Data Mesh & Data Product from engineering perspective

London is home to many tech leaders and entrepreneurs who influence the future of Technology. Among these notable individuals Rajnish is recognized for his achievements in Data, Cloud and Data products. Rajnish Singh is Cloud and Data Architect having working exposure on Data mesh and Data Product concepts. This Article will share more details about Data Mesh & Data Product concepts and why you may need a Data Mesh Architecture in your organization.

What Is Data Mesh?

The term data mesh was coined by Zhamak Dehghani  in 2019 and is based on four fundamental principles Domain ownership, Data as a product, Self-serve data infrastructure platform and Federated governance that bundle well known concepts:

The domain ownership principle mandates the domain teams to take responsibility for their data. According to this principle, analytical data should be composed around domains, like the team boundaries aligning with the system’s bounded context. Following the domain-driven distributed architecture, analytical and operational data ownership is moved to the domain teams, away from the central data team.

The data as a product principle projects a product thinking philosophy onto analytical data. This principle means that there are consumers for the data beyond the domain. The domain team is responsible for satisfying the needs of other domains by providing high-quality data. Basically, domain data should be treated as any other public API.

The idea behind the self-serve data infrastructure platform is to adopt platform thinking to data infrastructure. A dedicated data platform team provides domain-agnostic functionality, tools, and systems to build, execute, and maintain interoperable data products for all domains. With its platform, the data platform team enables domain teams to seamlessly consume and create data products.

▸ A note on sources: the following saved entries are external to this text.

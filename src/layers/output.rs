use rand::rngs::StdRng;

use super::{Init, affine, affine_backward, check_params, from_rows, matrix_tensor, to_rows};
use crate::envelope::{Activations, FlatOrder, Gradients};
use crate::layer::{Layer, OutputLayer};
use crate::loss::Loss;
use crate::params::ParamSpec;
use crate::workspace::Workspace;
use crate::{Activation, Error, Result, Tensor, tensor};

/// Dense projection followed by a loss against labels.
///
/// Labels are `[batch, n_out]`, or `[batch, n_out, time]` for time series. A label mask is
/// one weight per example (`[batch, 1]`) or per example and step (`[batch, time]`); masked
/// rows contribute neither score nor gradient.
#[derive(Debug, Clone)]
pub struct LossOutput {
    n_in: usize,
    n_out: usize,
    activation: Activation,
    loss: Loss,
    init: Init,
    input: Option<Tensor>,
    labels: Option<Tensor>,
    label_mask: Option<Tensor>,
}

/// Output of one forward pass over the stored input.
struct Forward {
    x: Tensor,
    y: Tensor,
    batch: Option<usize>,
}

impl LossOutput {
    pub fn new(n_in: usize, n_out: usize, activation: Activation, loss: Loss) -> Self {
        Self {
            n_in,
            n_out,
            activation,
            loss,
            init: Init::for_activation(activation),
            input: None,
            labels: None,
            label_mask: None,
        }
    }

    pub fn with_init(mut self, init: Init) -> Self {
        self.init = init;
        self
    }

    #[inline]
    pub fn loss(&self) -> Loss {
        self.loss
    }

    #[inline]
    fn w_len(&self) -> usize {
        self.n_in * self.n_out
    }

    fn forward(&self, params: &[f32], input: &Tensor, ws: &mut Workspace) -> Result<Forward> {
        check_params(self.layer_type(), params, self.num_params())?;
        let (x, batch) = to_rows(input, self.n_in)?;
        let w = tensor::matrix_view(&params[..self.w_len()], self.n_in, self.n_out, FlatOrder::ColumnMajor)?;
        let mut y = affine(&x, w, &params[self.w_len()..], ws)?;
        self.activation.apply(&mut y);
        Ok(Forward { x, y, batch })
    }

    fn stored_input(&self) -> Result<&Tensor> {
        self.input
            .as_ref()
            .ok_or_else(|| Error::MissingInput("output layer has no input".to_owned()))
    }

    /// Labels as rows, their example count, and the per-row weights.
    fn label_rows(&self) -> Result<(Tensor, usize, Option<Vec<f32>>)> {
        let labels = self.labels.as_ref().ok_or(Error::MissingLabels)?;
        let (rows, _) = to_rows(labels, self.n_out)?;
        let weights = match &self.label_mask {
            None => None,
            Some(mask) if labels.ndim() == 3 => Some(tensor::fold_mask(mask)?),
            Some(mask) => Some(mask.iter().copied().collect()),
        };
        Ok((rows, labels.shape()[0], weights))
    }
}

impl Layer for LossOutput {
    fn layer_type(&self) -> &'static str {
        "LossOutput"
    }

    fn param_specs(&self) -> Vec<ParamSpec> {
        vec![
            ParamSpec::new("W", &[self.n_in, self.n_out], FlatOrder::ColumnMajor),
            ParamSpec::new("b", &[1, self.n_out], FlatOrder::RowMajor),
        ]
    }

    fn init_params(&self, params: &mut [f32], rng: &mut StdRng) {
        let (w, b) = params.split_at_mut(self.w_len());
        self.init.fill(self.n_in, self.n_out, w, rng);
        b.fill(0.0);
    }

    fn activate(
        &mut self,
        params: &[f32],
        input: Activations,
        training: bool,
        ws: &mut Workspace,
    ) -> Result<Activations> {
        let fwd = self.forward(params, &input.tensor, ws)?;
        if training {
            self.input = Some(input.tensor.clone());
        }
        Ok(input.map_tensor(from_rows(fwd.y, fwd.batch, ws)?))
    }

    /// Ignores `epsilon`: the error signal comes from the loss against the stored labels.
    fn backprop_gradient(
        &mut self,
        params: &[f32],
        epsilon: Gradients,
        ws: &mut Workspace,
    ) -> Result<Gradients> {
        let input = self.stored_input()?.clone();
        let (target, batch_size, weights) = self.label_rows()?;
        let fwd = self.forward(params, &input, ws)?;

        let (_, grad) = self.loss.backward(
            tensor::as_matrix(&fwd.y)?,
            tensor::as_matrix(&target)?,
            weights.as_deref(),
            batch_size,
        )?;
        let mut dz = ws.adopt(matrix_tensor(grad))?;
        self.activation.backprop_inplace(&fwd.y, &mut dz)?;

        let w = tensor::matrix_view(&params[..self.w_len()], self.n_in, self.n_out, FlatOrder::ColumnMajor)?;
        let grads = affine_backward(&fwd.x, w, &dz, ws)?;
        ws.recycle(dz);

        let mut out = Gradients {
            activation_grad: Some(from_rows(grads.dx, fwd.batch, ws)?),
            mask: epsilon.mask,
            mask_state: epsilon.mask_state,
            ..Gradients::default()
        };
        out.params.push("W", grads.dw, FlatOrder::ColumnMajor);
        out.params.push("b", grads.db, FlatOrder::RowMajor);
        Ok(out)
    }

    fn clear(&mut self) {
        self.input = None;
        self.labels = None;
        self.label_mask = None;
    }

    fn box_clone(&self) -> Box<dyn Layer> {
        Box::new(self.clone())
    }
}

impl OutputLayer for LossOutput {
    fn set_labels(&mut self, labels: Option<Tensor>, mask: Option<Tensor>) {
        self.labels = labels;
        self.label_mask = mask;
    }

    fn has_labels(&self) -> bool {
        self.labels.is_some()
    }

    fn set_input(&mut self, input: Activations) {
        self.input = Some(input.tensor);
    }

    fn compute_score(&mut self, params: &[f32], ws: &mut Workspace) -> Result<f32> {
        let input = self.stored_input()?.clone();
        let (target, batch_size, weights) = self.label_rows()?;
        let fwd = self.forward(params, &input, ws)?;
        self.loss.score(
            tensor::as_matrix(&fwd.y)?,
            tensor::as_matrix(&target)?,
            weights.as_deref(),
            batch_size,
        )
    }

    fn compute_score_examples(&mut self, params: &[f32], ws: &mut Workspace) -> Result<Tensor> {
        let input = self.stored_input()?.clone();
        let (target, batch_size, weights) = self.label_rows()?;
        let fwd = self.forward(params, &input, ws)?;
        let rows = self.loss.score_rows(
            tensor::as_matrix(&fwd.y)?,
            tensor::as_matrix(&target)?,
            weights.as_deref(),
        )?;
        // Folded time series hold `steps` consecutive rows per example.
        let steps = rows.len() / batch_size.max(1);
        let mut out = ws.alloc(&[batch_size, 1])?;
        for (slot, example) in out.iter_mut().zip(rows.chunks(steps.max(1))) {
            *slot = example.iter().sum();
        }
        Ok(out)
    }

    fn box_clone_output(&self) -> Box<dyn OutputLayer> {
        Box::new(self.clone())
    }
}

The federated governance principle achieves interoperability of all data products through standardization, which is promoted through the whole data mesh by the governance group. The main goal of federated governance is to create a data ecosystem with adherence to the organizational rules and industry regulations.

Why Enterprises May Need a Data Mesh

Many organizations have invested in a central data lake and a data team with the expectation to drive their business based on data. However, after a few initial quick wins, they notice that the central data team often becomes a bottleneck. The team cannot handle all the analytical questions of management and product owners quickly enough. This is a massive problem because making timely data-driven decisions is crucial to stay competitive.

The data team wants to answer all those questions quickly. In practice, however, they struggle because they need to spend too much time fixing broken data pipelines after operational database changes. In their little time remaining, the data team has to discover and understand the necessary domain data. For every question, they need to learn domain knowledge to give meaningful insights. Getting the required domain expertise is a daunting task.

On the other hand, organizations have also invested in domain-driven design, autonomous domain teams (also known as stream-aligned teams or product teams) and a decentralized microservice architecture. These domain teams own and know their domain, including the information needs of the business. They design, build, and run their web applications and APIs on their own. Despite knowing the domain and the relevant information needs, the domain teams must reach out to the overloaded central data team to get the necessary data-driven insights.

With the eventual growth of the organization, the situation of the domain teams and the central data team becomes worse. A way out of this is to shift the responsibility for data from the central data team to the domain teams. This is the core idea behind the data mesh concept: Domain-oriented decentralization for analytical data. A data mesh architecture enables domain teams to perform cross-domain data analysis on their own and interconnects data, like APIs in a microservice architecture.

How To Design a Data Mesh?

A data mesh architecture is a decentralized approach that enables domain teams to perform cross-domain data analysis on their own. At its core is the domain with its responsible team and its operational and analytical data. The domain team ingests operational data and builds analytical data models as data products to perform their own analysis. It may also choose to publish data products with data contracts to serve other domains’ data needs.

The domain team agrees with others on global policies, such as interoperability, security, and documentation standards in a federated governance group, so that domain teams know how to discover, understand and use data products available in the data mesh. The self-serve domain-agnostic data platform, provided by the data platform team, enables domain teams to easily build their own data products and do their own analysis effectively. An enabling team guides domain teams on how to model analytical data, use the data platform, and build and maintain interoperable data products.

What is Data Product

A data product is a logical unit that contains all components to process and store domain data for analytical or data-intensive use cases and makes them available to other teams via output ports. You can think of a module or microservice, but for analytical data.

Data products connect to sources, such as operational systems or other data products and perform data transformation. Data products serve data sets in one or many output ports. Output ports are typically structured data sets, as defined by a data contract. Some examples:

A Big Query dataset with multiple related tables

Parquet files in an AWS S3 bucket

Delta files in Azure Data Lake Storage Gen2

Messages in a Kafka topic

A data product is owned by a domain team. The team is responsible for the operations of the data product during its entire lifecycle. The team needs to continuously monitor and ensure data quality, availability, and costs.

Conclusion

Data mesh is primarily an organizational construct and fits right into the principles of team topologies . It shifts the responsibilities for data toward domain teams which are supported by a data platform team and a data enabling team. Representatives of all teams come together in a federated governance group to define the common standards.

Data mesh offers new perspectives for members of the central data team as their analytical and data engineering skills remain highly necessary. Implementation of data mesh Architecture helps in scalability of a distributed data architecture, transformed data management efficiency, superior data governance and quality, and an empowering shift in data ownership to individual domain teams.